I was wondering if someone can make me a book icon pack I just need four icons text phone browser and app


----------



## Jaxidian (Jun 6, 2011)

Any chance any of these work for you? ThaPhlash makes some badass icons.

Also, I'm going to move this to the Theming forum - that'll probably get you more responses.


----------



## villae81 (Aug 13, 2011)

Thank you


----------



## ThaPHLASH (Jul 19, 2011)

villae81 said:


> I was wondering if someone can make me a book icon pack I just need four icons text phone browser and app


Ok... ill get on it... gimme a few days and the full set will be available...


----------



## villae81 (Aug 13, 2011)

"ThaPHLASH said:


> Ok... ill get on it... gimme a few days and the full set will be available...


Cool thanks a lot man!


----------



## ThaPHLASH (Jul 19, 2011)

Guess who's back...

i said it, i did it!

*Tha Book* icon pack to create a awesome library!









Useful if you read a lot!


----------



## villae81 (Aug 13, 2011)

Cool! But I wont get to it sometime next week waiting for my card to get here.

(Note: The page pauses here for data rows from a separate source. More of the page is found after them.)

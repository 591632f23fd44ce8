use rook_runtime::{ErrorKind, Result, prelude::*};

fn poop_class() -> ClassBuilder {
    ClassBuilder::new("Poop")
        .initializer(|ctx| {
            ctx.set_field("smell", "smell")?;
            ctx.set_shared("answer", "yes")?;
            Ok(RValue::Nil)
        })
        .method("do_you_smell?", |ctx| {
            let smell = ctx.field("smell")?.to_display();
            Ok(RString::from("do you ")
                .concat(&smell)
                .concat(&"? ".into())
                .into())
        })
        .method("answer", |ctx| ctx.shared("answer"))
}

fn counter_class() -> ClassBuilder {
    ClassBuilder::new("Counter")
        .shared_slot("x", 0)
        .method("set_x", |ctx| {
            let value = ctx.args()[0].clone();
            ctx.set_shared("x", value)?;
            Ok(RValue::Nil)
        })
        .method("x", |ctx| ctx.shared("x"))
        .method("set_f", |ctx| {
            ctx.set_field("f", ctx.args()[0].clone())?;
            Ok(RValue::Nil)
        })
        .method("f", |ctx| ctx.field("f"))
}

#[test]
fn poop_instances_share_their_answer() -> Result<()> {
    let mut vm = RookVm::default();
    vm.define_class(poop_class())?;

    let p1 = vm.construct("Poop", &[])?;
    let p2 = vm.construct("Poop", &[])?;

    for p in [&p1, &p2] {
        assert_eq!(vm.dispatch(p, "answer", &[])?, RValue::from("yes"));
        assert_eq!(vm.dispatch(p, "do_you_smell?", &[])?, RValue::from("do you smell? "));
    }

    assert_eq!(p1.type_name(), "Poop");
    assert_ne!(p1, p2);
    Ok(())
}

#[test]
fn shared_slots_are_visible_to_every_instance() -> Result<()> {
    let mut vm = RookVm::default();
    vm.define_class(counter_class())?;

    let i1 = vm.construct("Counter", &[])?;
    let i2 = vm.construct("Counter", &[])?;

    vm.dispatch(&i1, "set_x", &[42.into()])?;
    assert_eq!(vm.dispatch(&i2, "x", &[])?, RValue::from(42));
    Ok(())
}

#[test]
fn instance_fields_are_private_to_their_instance() -> Result<()> {
    let mut vm = RookVm::default();
    vm.define_class(counter_class())?;

    let i1 = vm.construct("Counter", &[])?;
    let i2 = vm.construct("Counter", &[])?;

    vm.dispatch(&i1, "set_f", &["mine".into()])?;
    assert_eq!(vm.dispatch(&i1, "f", &[])?, RValue::from("mine"));
    assert_eq!(vm.dispatch(&i2, "f", &[])?, RValue::Nil);
    Ok(())
}

#[test]
fn independent_vms_dont_share_classes() -> Result<()> {
    let mut vm_a = RookVm::default();
    let mut vm_b = RookVm::default();
    vm_a.define_class(counter_class())?;
    vm_b.define_class(counter_class())?;

    let a = vm_a.construct("Counter", &[])?;
    let b = vm_b.construct("Counter", &[])?;
    vm_a.dispatch(&a, "set_x", &[1.into()])?;

    assert_eq!(vm_b.dispatch(&b, "x", &[])?, RValue::from(0));
    Ok(())
}

#[test]
fn initializers_receive_construction_args() -> Result<()> {
    let mut vm = RookVm::default();
    vm.define_class(
        ClassBuilder::new("Point")
            .initializer(|ctx| match ctx.args() {
                [x, y] => {
                    ctx.set_field("x", x.clone())?;
                    ctx.set_field("y", y.clone())?;
                    Ok(RValue::Nil)
                }
                unexpected => unexpected_args("|Integer, Integer|", unexpected),
            })
            .method("x", |ctx| ctx.field("x")),
    )?;

    let point = vm.construct("Point", &[1.into(), 2.into()])?;
    assert_eq!(vm.dispatch(&point, "x", &[])?, RValue::from(1));
    assert!(vm.construct("Point", &[]).is_err());
    Ok(())
}

#[test]
fn classes_without_initializers_reject_args() {
    let mut vm = RookVm::default();
    vm.define_class(ClassBuilder::new("Empty")).unwrap();

    assert!(vm.construct("Empty", &[]).is_ok());
    let error = vm.construct("Empty", &[1.into()]).unwrap_err();
    assert!(matches!(error.kind(), ErrorKind::UnexpectedType { .. }));
    assert_eq!(
        error.to_string(),
        "Expected |no arguments|, but found Integer"
    );
}

#[test]
fn methods_are_inherited() -> Result<()> {
    let mut vm = RookVm::default();
    let poop = vm.define_class(poop_class())?;
    vm.define_class(
        ClassBuilder::new("BigPoop")
            .superclass(poop)
            .method("size", |_| Ok("big".into())),
    )?;

    let big = vm.construct("BigPoop", &[])?;
    assert_eq!(vm.dispatch(&big, "size", &[])?, RValue::from("big"));
    assert_eq!(vm.dispatch(&big, "answer", &[])?, RValue::from("yes"));
    assert_eq!(vm.dispatch(&big, "to_s", &[])?, RValue::from("#<BigPoop>"));
    Ok(())
}

#[test]
fn reopening_a_class_adds_methods_and_keeps_state() -> Result<()> {
    let mut vm = RookVm::default();
    vm.define_class(counter_class())?;

    let counter = vm.construct("Counter", &[])?;
    vm.dispatch(&counter, "set_x", &[7.into()])?;

    vm.define_class(
        ClassBuilder::new("Counter")
            .shared_slot("x", 100)
            .method("double_x", |ctx| {
                let x = ctx.shared("x")?;
                ctx.vm.dispatch(&x, "+", &[x.clone()])
            }),
    )?;

    assert_eq!(vm.dispatch(&counter, "double_x", &[])?, RValue::from(14));
    Ok(())
}

#[test]
fn builtin_classes_can_be_reopened() -> Result<()> {
    let mut vm = RookVm::default();
    vm.define_class(ClassBuilder::new("Map").method("first_key", |ctx| {
        let instance = ctx.instance().clone();
        let keys = ctx.vm.dispatch(&instance, "keys", &[])?;
        ctx.vm.dispatch(&keys, "first", &[])
    }))?;

    let map = vm.construct("Map", &[])?;
    vm.dispatch(&map, "[]=", &["k".into(), "v".into()])?;
    assert_eq!(vm.dispatch(&map, "first_key", &[])?, RValue::from("k"));
    Ok(())
}

#[test]
fn reading_an_undeclared_shared_slot_fails() {
    let mut vm = RookVm::default();
    vm.define_class(ClassBuilder::new("Quiet").method("answer", |ctx| ctx.shared("answer")))
        .unwrap();

    let quiet = vm.construct("Quiet", &[]).unwrap();
    let error = vm.dispatch(&quiet, "answer", &[]).unwrap_err();
    assert!(matches!(
        error.kind(),
        ErrorKind::UninitializedSharedSlot { class, slot } if *class == "Quiet" && *slot == "answer"
    ));
}

#[test]
fn functions_are_called_by_name() -> Result<()> {
    let mut vm = RookVm::default();
    vm.define_function("method!", |ctx| match ctx.args() {
        [x] => Ok(x.clone()),
        unexpected => unexpected_args("|Object|", unexpected),
    });

    assert_eq!(vm.call_function("method!", &["var".into()])?, RValue::from("var"));
    assert!(vm.has_function("method!"));
    Ok(())
}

Btw, thanks!


----------



## bigdog357 (Jul 16, 2011)

thaphlash is the best,my droid x never looked soo sweet.im waiting to c what he does with MIUI.


----------



## ThaPHLASH (Jul 19, 2011)

Thx man.. i totally appreciate you supporting me!
making the final test for the MIUI tonight... i should be ready for my first release monday 



bigdog357 said:


> thaphlash is the best,my droid x never looked soo sweet.im waiting to c what he does with MIUI.


----------



## DcoMbl (Oct 13, 2011)

miui stuff is almost done ;x

sorry for butting in-
-but i gotta get my props in somewhere


----------



## ThaPHLASH (Jul 19, 2011)

haha all good bros... this is team work after all 


docsparks said:


> miui stuff is almost done ;x
> 
> sorry for butting in-
> -but i gotta get my props in somewhere


----------